To build the package maven is used, by default pdfbox does not include converted for certain jpg images. To add support include the jar file provided in data/dependency path of project in your classpath and then maven compile.
Dependency Jar location - pdf2jpg/data/dependency/jbig2-imageio-3.0.0-SNAPSHOT.jar
Below is the entry in pom.xml for this jar file.
<dependency>
<groupId>org.apache.pdfbox</groupId>
<artifactId>jbig2-imageio</artifactId>
<version>3.0.0-SNAPSHOT</version>
<type>jar</type> <!-- Meaning it is picking this artifact from a jar file, add this jar to classpath-->
</dependency>
After adding above in pom.xml add the above jar in classpath and your are good to go.
pip install pdf2jpg
The utility can be executed in two ways
Convertion of PDF into jpgfiles
from pdf2jpg import pdf2jpg
inputpath = r"D:\inputdir\pdf1.pdf"
outputpath = r"D:\outputdir"
# To convert single page
result = pdf2jpg.convert_pdf2jpg(inputpath, outputpath, dpi=300, pages="1")
print(result)
# To convert multiple pages
result = pdf2jpg.convert_pdf2jpg(inputpath, outputpath, dpi=300, pages="1,0,3")
print(result)
# to convert all pages
result = pdf2jpg.convert_pdf2jpg(inputpath, outputpath, dpi=300, pages="ALL")
print(result)
output results
[{
'cmd': 'java -jar D:\\pdf2jpg-bindings\\pdf2jpg\\pdf2jpg.jar -i "D:\inputdir\pdf1.pdf" -o "D:\outputdir" -d 300 -p 0,1,2,3',
'input_path': 'D:\inputdir\pdf1.pdf',
'output_jpgfiles': [
'D:\outputdir\\pdf1.pdf\\0_pdf1.pdf.jpg',
'D:\outputdir\\pdf1.pdf\\1_pdf1.pdf.jpg',
'D:\outputdir\\pdf1.pdf\\2_pdf1.pdf.jpg',
'D:\outputdir\\pdf1.pdf\\3_pdf1.pdf.jpg'
],
'output_pdfpath': 'D:\outputdir\\pdf1.pdf'
}]
Convertion of Readable PDF into PDF of scanned images, in converted PDF user will not be able to select any text.
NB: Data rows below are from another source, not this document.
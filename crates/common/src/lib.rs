//! Shared plumbing: environment selection, logging setup, clock helpers.

mod environment;

pub use environment::{GPayEnvironment, ParseEnvironmentError};

use tracing_subscriber::EnvFilter;

/// Install a `tracing` formatter honouring `RUST_LOG` (default `info`).
///
/// Safe to call more than once; later calls are no-ops.
pub fn init_logging() {
    let filter = EnvFilter::try_from_default_env().unwrap_or_else(|_| EnvFilter::new("info"));
    let _ = tracing_subscriber::fmt()
        .with_env_filter(filter)
        .with_target(false)
        .try_init();
}

/// Milliseconds since the Unix epoch on the local clock.
///
/// A clock set before the epoch yields `0`, logged at `warn`.
pub fn now_ms() -> i64 {
    match std::time::SystemTime::now().duration_since(std::time::UNIX_EPOCH) {
        Ok(elapsed) => millis_since_epoch(elapsed),
        Err(err) => {
            tracing::warn!(error = %err, "System clock is before the Unix epoch");
            0
        }
    }
}

fn millis_since_epoch(elapsed: std::time::Duration) -> i64 {
    i64::try_from(elapsed.as_millis()).unwrap_or(i64::MAX)
}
from pdf2jpg import pdf2jpg
inputpath = r"D:\inputdir\pdf1.pdf"
outputpath = r"D:\outputdir\pdf1.pdf"
# To convert pdf to imgpdf
result = pdf2jpg.convert_pdf2imgpdf(inputpath, outputpath, dpi=300)
print(result)
To use the jar just type below commands which will work
To convert single pdf page to image [Eg, below converting 3rd page]
$ java -jar data/pdf2jpg.jar -i path_to_pdf -o output_directory -d 300 -p 2
To convert Multiple pdf pages to image
$ java -jar data/pdf2jpg.jar -i path_to_pdf -o output_directory -d 300 -p 0,1,2,3
To convert ALL pdf pages to image
$ java -jar data/pdf2jpg.jar -i path_to_pdf -o output_directory -d 300 -p ALL
- Bulk Model implementation in java, to convert directory instead of single pdf [yet to decide if to use multithrreading or multiprocesing]
- Python bindings